◆ **Problem description**: Begin at the line containing "range (microseconds, inclusive)." in the data below and go on through the line containing "pub const ISM_TRANSMIT_ESTIMATE_MS: u32 = 10;", repeating each line exactly; include both ends and no other line.

◆ **Records for this exercise**:
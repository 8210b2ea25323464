/// Compiled-in safety defaults.
///
/// Timing and limit constants for the workflow and policy engine, and the
/// frequencies that must never be transmitted on regardless of user intent.

/// Frequencies blocked out of the box (MHz, description).
///
/// Sources: ICAO Annex 10 (aviation emergency), ITU-R M.493 / GMDSS
/// (marine distress), MIL-STD-188 guard channel, COSPAS-SARSAT.
pub static FREQUENCY_BLACKLIST: &[(f32, &str)] = &[
    // === Aviation ===
    (121.5, "Aviation emergency (VHF guard)"),
    // === Marine ===
    (156.8, "Marine distress (VHF channel 16)"),
    (156.525, "Marine DSC (VHF channel 70)"),
    // === Military ===
    (243.0, "Military aviation emergency (UHF guard)"),
    // === Satellite distress beacons ===
    (406.025, "COSPAS-SARSAT distress beacon"),
    (406.028, "COSPAS-SARSAT distress beacon"),
    (406.037, "COSPAS-SARSAT distress beacon"),
];

/// Tolerance for blacklist matching (MHz).
pub const FREQUENCY_EPSILON_MHZ: f32 = 0.01;

// ── Policy engine ───────────────────────────────────────────────────

/// Pending confirmation lifetime.
pub const CONFIRMATION_TIMEOUT_MS: u32 = 10_000;
/// Longest single emission.
pub const MAX_TRANSMIT_DURATION_MS: u32 = 5_000;
/// Allowed transmissions per rolling window.
pub const RATE_LIMIT_PER_MINUTE: u8 = 10;
/// Rolling rate window length.
pub const RATE_WINDOW_MS: u64 = 60_000;
pub const AUDIT_LOG_CAPACITY: usize = 100;

// ── Workflow ────────────────────────────────────────────────────────

pub const LISTEN_MIN_MS: u32 = 1_000;
pub const LISTEN_MAX_MS: u32 = 60_000;

pub const INIT_TIMEOUT_MS: u32 = 5_000;
/// Slightly longer than `LISTEN_MAX_MS` so the forced analysis wins.
pub const LISTENING_TIMEOUT_MS: u32 = 65_000;
pub const ANALYZE_TIMEOUT_MS: u32 = 10_000;
pub const READY_TIMEOUT_MS: u32 = 120_000;
pub const TX_GATE_TIMEOUT_MS: u32 = 10_000;
pub const TRANSMIT_TIMEOUT_MS: u32 = 5_000;
pub const CLEANUP_TIMEOUT_MS: u32 = 5_000;

/// Captured-signal slots per session.
pub const SIGNAL_BUFFER_SIZE: u16 = 100;
/// Listening ends early at this fill ratio (percent).
pub const BUFFER_FULL_PERCENT: u16 = 90;

pub const ERROR_THRESHOLD: u16 = 10;
pub const EVENT_LOG_CAPACITY: usize = 200;

// ── 433 MHz ─────────────────────────────────────────────────────────

pub const SUBGHZ_CENTER_MHZ: f32 = 433.92;
pub const SUBGHZ_MIN_PULSES: usize = 10;
pub const SUBGHZ_MIN_RSSI: i8 = -100;
/// Valid replay pulse width range (microseconds, inclusive).
pub const PULSE_MIN_US: u16 = 100;
pub const PULSE_MAX_US: u16 = 10_000;
/// Repeats sent per replay, used to estimate air time.
pub const SUBGHZ_REPEAT_TRANSMIT: u32 = 10;

// ── 2.4 GHz ─────────────────────────────────────────────────────────

/// Shortest frame carrying both addresses: 2 (ctrl) + 2 (dur) + 6 + 6.
pub const ISM_MIN_FRAME_LEN: usize = 16;
pub const ISM_MIN_RSSI: i8 = -90;
pub const ISM_TRANSMIT_ESTIMATE_MS: u32 = 10;
/// Distinct source addresses remembered per session.
pub const MAX_OBSERVED_ADDRESSES: usize = 64;
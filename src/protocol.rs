/// JSON message protocol between the workflow and a host controller.
///
/// All messages are newline-delimited JSON (NDJSON).
/// Uses `heapless` types for no_std/no-alloc operation.
use heapless::String;
use serde::{Deserialize, Serialize};

use crate::config::Band;
use crate::fsm::WorkflowState;
use crate::policy::Permission;
use crate::text::{DeviceClass, ProtocolTag, ReasonText};

/// Messages sent from the device to the host
#[derive(Debug, Serialize)]
#[serde(tag = "type")]
pub enum DeviceMessage<'a> {
    /// Workflow status snapshot
    #[serde(rename = "status")]
    Status {
        state: WorkflowState,
        prev: WorkflowState,
        band: Band,
        /// Milliseconds spent in the current state
        in_state_ms: u64,
        signals: u8,
        #[serde(skip_serializing_if = "Option::is_none")]
        selected: Option<u8>,
        errors: u16,
        #[serde(skip_serializing_if = "Option::is_none")]
        last_error: Option<&'static str>,
        /// A transmit confirmation is waiting for the user
        pending: bool,
        dry_run: bool,
        version: &'static str,
    },
    /// One captured signal, sent after analysis
    #[serde(rename = "signal")]
    Signal {
        index: u8,
        freq: f32,
        rssi: i8,
        samples: u16,
        valid: bool,
        protocol: &'a ProtocolTag,
        class: &'a DeviceClass,
    },
    /// Analysis summary
    #[serde(rename = "analysis")]
    Analysis {
        count: u16,
        valid: u16,
        unique: u16,
        rssi_min: i8,
        rssi_max: i8,
        rssi_mean: i8,
        span_ms: u64,
        summary: &'a String<96>,
    },
    /// One audit record
    #[serde(rename = "audit")]
    Audit {
        ts: u64,
        freq: f32,
        dur: u32,
        allowed: bool,
        permission: Permission,
        note: &'a ReasonText,
    },
    /// Command accepted
    #[serde(rename = "ack")]
    Ack { cmd: &'static str },
    /// Command refused; workflow state unchanged
    #[serde(rename = "rejected")]
    Rejected { cmd: &'static str, reason: &'a ReasonText },
}

/// Commands sent from the host to the device.
///
/// Deserialized manually via [`RawCommand`] in `comm::parse_command()` because
/// `serde_json_core` does not support internally tagged enums (`deserialize_any`).
#[derive(Debug, PartialEq)]
pub enum HostCommand {
    /// Begin a session
    Start,
    /// Emergency stop
    Abort,
    /// Trigger analysis
    Analyze,
    /// Select a captured signal for replay
    Select { index: u8 },
    /// Confirm the pending transmission
    Confirm,
    /// Withdraw confirmation / end the session from READY
    Cancel,
    /// READY back to LISTENING
    Continue,
    /// Request current status
    GetStatus,
    /// Update the transmit rate limit
    SetRate { per_minute: u8 },
    /// Update the confirmation lifetime
    SetConfirmTimeout { ms: u32 },
    /// Block a frequency (MHz)
    BlacklistAdd { freq: f32 },
}

impl HostCommand {
    /// Wire name, echoed in acks.
    pub fn name(&self) -> &'static str {
        match self {
            HostCommand::Start => "start",
            HostCommand::Abort => "abort",
            HostCommand::Analyze => "analyze",
            HostCommand::Select { .. } => "select",
            HostCommand::Confirm => "confirm",
            HostCommand::Cancel => "cancel",
            HostCommand::Continue => "continue",
            HostCommand::GetStatus => "status",
            HostCommand::SetRate { .. } => "set_rate",
            HostCommand::SetConfirmTimeout { .. } => "set_confirm_timeout",
            HostCommand::BlacklistAdd { .. } => "blacklist_add",
        }
    }
}

/// Wire format for host commands, a flat struct that `serde_json_core` can
/// deserialize without `deserialize_any`. Converted to [`HostCommand`] in
/// `comm::parse_command()`.
#[derive(Deserialize)]
pub(crate) struct RawCommand {
    pub cmd: heapless::String<24>,
    #[serde(default)]
    pub index: Option<u8>,
    #[serde(default)]
    pub per_minute: Option<u8>,
    #[serde(default)]
    pub ms: Option<u32>,
    #[serde(default)]
    pub freq: Option<f32>,
}

/// Crate version string
pub const VERSION: &str = env!("CARGO_PKG_VERSION");

/// Maximum size of a serialized JSON message
pub const MAX_MSG_LEN: usize = 512;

◆ **Exercise result**:
/// Valid replay pulse width range (microseconds, inclusive).
pub const PULSE_MIN_US: u16 = 100;
pub const PULSE_MAX_US: u16 = 10_000;
/// Repeats sent per replay, used to estimate air time.
pub const SUBGHZ_REPEAT_TRANSMIT: u32 = 10;

// ── 2.4 GHz ─────────────────────────────────────────────────────────

/// Shortest frame carrying both addresses: 2 (ctrl) + 2 (dur) + 6 + 6.
pub const ISM_MIN_FRAME_LEN: usize = 16;
pub const ISM_MIN_RSSI: i8 = -90;
pub const ISM_TRANSMIT_ESTIMATE_MS: u32 = 10;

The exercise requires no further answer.